When he did, Wilkins noticed additional, smaller, flashes of X-rays that were different "colors" than the bright flares. They also appeared to be delayed. This was strange, Wilkins said, as they expected the smaller flashes to be an "echo" of the first flashes.

They set about measuring the color of these X-rays, and the delay between them and the initial X-ray flash.

"We realized that these must be the echo coming from a bit of gas that should be hidden behind the black holes, so the gas on the other side of the black hole to us, " Wilkins said. It was as if they were seeing something on the "far side of the black hole we shouldn't be able to see — because anything that goes into the black hole can't come out," he added. "If something's on the other side of the black hole from us, the light shouldn't be able to get through the black hole towards us."

But black holes do not eclipse light the way a moon or a planet might. Because of their intense mass, light bends and curves around them, like cars driving on a straight street suddenly swerving around a pothole. 

It turns out that what Wilkins and his team observed is the black hole warping space, and bending light around itself. (The research is detailed in a paper published July 28 in Nature). Though predicted by Albert Einstein's theory of general relativity, it has never been confirmed on such an extreme scale — in this case, astronomers detecting light [in the X-ray spectrum] being bent from the opposite side of a black hole.

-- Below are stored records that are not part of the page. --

// SPDX-License-Identifier: MPL-2.0
use std::fmt;

#[derive(Debug, Clone)]
pub enum Error {
    Io(String),
    Config(String),
}

impl fmt::Display for Error {
    fn fmt(&self, f: &mut fmt::Formatter<'_>) -> fmt::Result {
        match self {
            Error::Io(e) => write!(f, "I/O Error: {}", e),
            Error::Config(e) => write!(f, "Config Error: {}", e),
        }
    }
}

impl From<std::io::Error> for Error {
    fn from(err: std::io::Error) -> Self {
        Error::Io(err.to_string())
    }
}

impl From<toml::de::Error> for Error {
    fn from(err: toml::de::Error) -> Self {
        Error::Config(err.to_string())
    }
}

impl From<toml::ser::Error> for Error {
    fn from(err: toml::ser::Error) -> Self {
        Error::Config(err.to_string())
    }
}

pub type Result<T> = std::result::Result<T, Error>;
// SPDX-License-Identifier: MPL-2.0
//! Feed history persistence using CBOR format.
//!
//! The feed history persists across sessions but is not user-editable, so it
//! is stored apart from `settings.toml`, as compact CBOR in the app data
//! directory. Loading never panics: a missing file yields an empty history
//! and a corrupt one yields an empty history plus a warning key the UI can
//! surface.
//!
//! # Path Resolution
//!
//! 1. Use `load_from()`/`save_to()` with an explicit base directory override
//! 2. Set the `NIGHTFEED_DATA_DIR` environment variable
//! 3. Falls back to the platform-specific data directory

use super::paths;
use crate::domain::feed_log::{self, FeedLog};
use serde::{Deserialize, Serialize};
use std::fs;
use std::io::{BufReader, BufWriter};
use std::path::PathBuf;

/// Store file name within the app data directory.
const STORE_FILE: &str = "feeds.cbor";

/// The persisted feed history.
#[derive(Debug, Clone, Default, Serialize, Deserialize, PartialEq)]
pub struct FeedStore {
    /// All recorded feeds, kept ordered by start time.
    #[serde(default)]
    pub feeds: Vec<FeedLog>,
}

impl FeedStore {
    /// Loads the feed history from the default location.
    ///
    /// Returns a tuple of (store, optional_warning). If loading fails,
    /// returns an empty store with a warning key explaining what went wrong.
    pub fn load() -> (Self, Option<String>) {
        Self::load_from(None)
    }

    /// Loads the feed history from a custom directory.
    pub fn load_from(base_dir: Option<PathBuf>) -> (Self, Option<String>) {
        let Some(path) = Self::store_file_path_with_override(base_dir) else {
            return (Self::default(), None);
        };

        if !path.exists() {
            return (Self::default(), None);
        }

        match fs::File::open(&path) {
            Ok(file) => {
                let reader = BufReader::new(file);
                match ciborium::from_reader::<Self, _>(reader) {
                    Ok(mut store) => {
                        // Order is an invariant downstream consumers rely on.
                        feed_log::sort_by_start(&mut store.feeds);
                        (store, None)
                    }
                    Err(_) => (
                        Self::default(),
                        Some("notification-store-parse-error".to_string()),
                    ),
                }
            }
            Err(_) => (
                Self::default(),
                Some("notification-store-read-error".to_string()),
            ),
        }
    }

    /// Saves the feed history to the default location.
    ///
    /// Creates the parent directory if it doesn't exist.
    /// Returns an optional warning key if the save failed.
    pub fn save(&self) -> Option<String> {
        self.save_to(None)
    }

    /// Saves the feed history to a custom directory.
    pub fn save_to(&self, base_dir: Option<PathBuf>) -> Option<String> {
        let Some(path) = Self::store_file_path_with_override(base_dir) else {
            return Some("notification-store-path-error".to_string());
        };

        if let Some(parent) = path.parent() {
            if fs::create_dir_all(parent).is_err() {
                return Some("notification-store-dir-error".to_string());
            }
        }

        match fs::File::create(&path) {
            Ok(file) => {
                let writer = BufWriter::new(file);
                if ciborium::into_writer(self, writer).is_err() {
                    return Some("notification-store-write-error".to_string());
                }
                None
            }
            Err(_) => Some("notification-store-create-error".to_string()),
        }
    }

    /// Inserts a completed feed, keeping the history ordered by start time.
    pub fn push(&mut self, feed: FeedLog) {
        self.feeds.push(feed);
        feed_log::sort_by_start(&mut self.feeds);
    }

    /// Removes the feed with the given id. Returns whether anything changed.
    pub fn remove(&mut self, id: &str) -> bool {
        let before = self.feeds.len();
        self.feeds.retain(|feed| feed.id != id);
        self.feeds.len() != before
    }

    fn store_file_path_with_override(base_dir: Option<PathBuf>) -> Option<PathBuf> {
        paths::get_app_data_dir_with_override(base_dir).map(|mut path| {
            path.push(STORE_FILE);
            path
        })
    }
}

#[cfg(test)]
mod tests {
    use super::*;
    use crate::domain::FeedKind;
    use chrono::{Duration, Local, TimeZone};
    use tempfile::tempdir;

    fn feed_at(hour: u32) -> FeedLog {
        let start = Local.with_ymd_and_hms(2026, 4, 2, hour, 0, 0).unwrap();
        FeedLog::new(
            start,
            start + Duration::minutes(15),
            120.0,
            Some(10.0),
            FeedKind::Bottle,
        )
    }

    #[test]
    fn default_store_is_empty() {
        assert!(FeedStore::default().feeds.is_empty());
    }

    #[test]
    fn push_keeps_feeds_ordered() {
        let mut store = FeedStore::default();
        store.push(feed_at(8));
        store.push(feed_at(3));
        assert!(store.feeds[0].start < store.feeds[1].start);
    }

    #[test]
    fn remove_by_id() {
        let mut store = FeedStore::default();
        let feed = feed_at(3);
        let id = feed.id.clone();
        store.push(feed);

        assert!(store.remove(&id));
        assert!(store.feeds.is_empty());
        assert!(!store.remove(&id));
    }

    #[test]
    fn save_to_and_load_from_custom_directory() {
        let temp_dir = tempdir().expect("create temp dir");
        let base_dir = temp_dir.path().to_path_buf();

        let mut original = FeedStore::default();
        original.push(feed_at(3));
        original.push(feed_at(6));

        let save_result = original.save_to(Some(base_dir.clone()));
        assert!(save_result.is_none(), "save should succeed");
        assert!(base_dir.join(STORE_FILE).exists());

        let (loaded, warning) = FeedStore::load_from(Some(base_dir));
        assert!(warning.is_none(), "load should succeed without warning");
        assert_eq!(original, loaded);
    }

    #[test]
    fn load_from_empty_directory_returns_default() {
        let temp_dir = tempdir().expect("create temp dir");
        let (store, warning) = FeedStore::load_from(Some(temp_dir.path().to_path_buf()));
        assert!(warning.is_none(), "should not warn for missing file");
        assert_eq!(store, FeedStore::default());
    }

    #[test]
    fn load_from_corrupted_file_returns_default_with_warning() {
        let temp_dir = tempdir().expect("create temp dir");
        let base_dir = temp_dir.path().to_path_buf();

        let store_path = base_dir.join(STORE_FILE);
        fs::write(&store_path, "not valid cbor data").expect("write file");

        let (store, warning) = FeedStore::load_from(Some(base_dir));
        assert_eq!(
            warning.as_deref(),
            Some("notification-store-parse-error"),
            "should warn about parse error"
        );
        assert_eq!(store, FeedStore::default());
    }

    #[test]
    fn save_creates_parent_directories() {
        let temp_dir = tempdir().expect("create temp dir");
        let nested_dir = temp_dir.path().join("nested").join("deeply");

        let store = FeedStore::default();
        let result = store.save_to(Some(nested_dir.clone()));
        assert!(result.is_none(), "save should succeed");
        assert!(nested_dir.join(STORE_FILE).exists());
    }

    #[test]
    fn load_sorts_unordered_history() {
        let temp_dir = tempdir().expect("create temp dir");
        let base_dir = temp_dir.path().to_path_buf();

        // Write a store with feeds deliberately out of order.
        let unordered = FeedStore {
            feeds: vec![feed_at(9), feed_at(1)],
        };
        let file = fs::File::create(base_dir.join(STORE_FILE)).expect("create file");
        ciborium::into_writer(&unordered, BufWriter::new(file)).expect("write cbor");

        let (loaded, _) = FeedStore::load_from(Some(base_dir));
        assert!(loaded.feeds[0].start < loaded.feeds[1].start);
    }
}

"This means that these echoes of X-rays from the far side of the black hole don't have to travel through the black hole for us to see them," Wilkins said. "They can actually get bent around the black hole, which is why we can see them."

X-rays are typically observed when gas falls into black holes. Yet in those cases, the X-ray emissions are not from the black hole itself (from which light cannot escape) but from matter interactions near the event horizon, where particles can be accelerated to relativistic speeds and, in collisions, spew tremendous amounts of high-energy particles in all different directions. Typically, astronomers only observe these directly — they had never observed them as they were bent from the opposite side of a black hole, the researchers say. 

"Fifty years ago, when astrophysicists starting speculating about how the magnetic field might behave close to a black hole, they had no idea that one day we might have the techniques to observe this directly and see Einstein's general theory of relativity in action," said Roger Blandford, a co-author of the paper and a Stanford professor of physics, in a news release.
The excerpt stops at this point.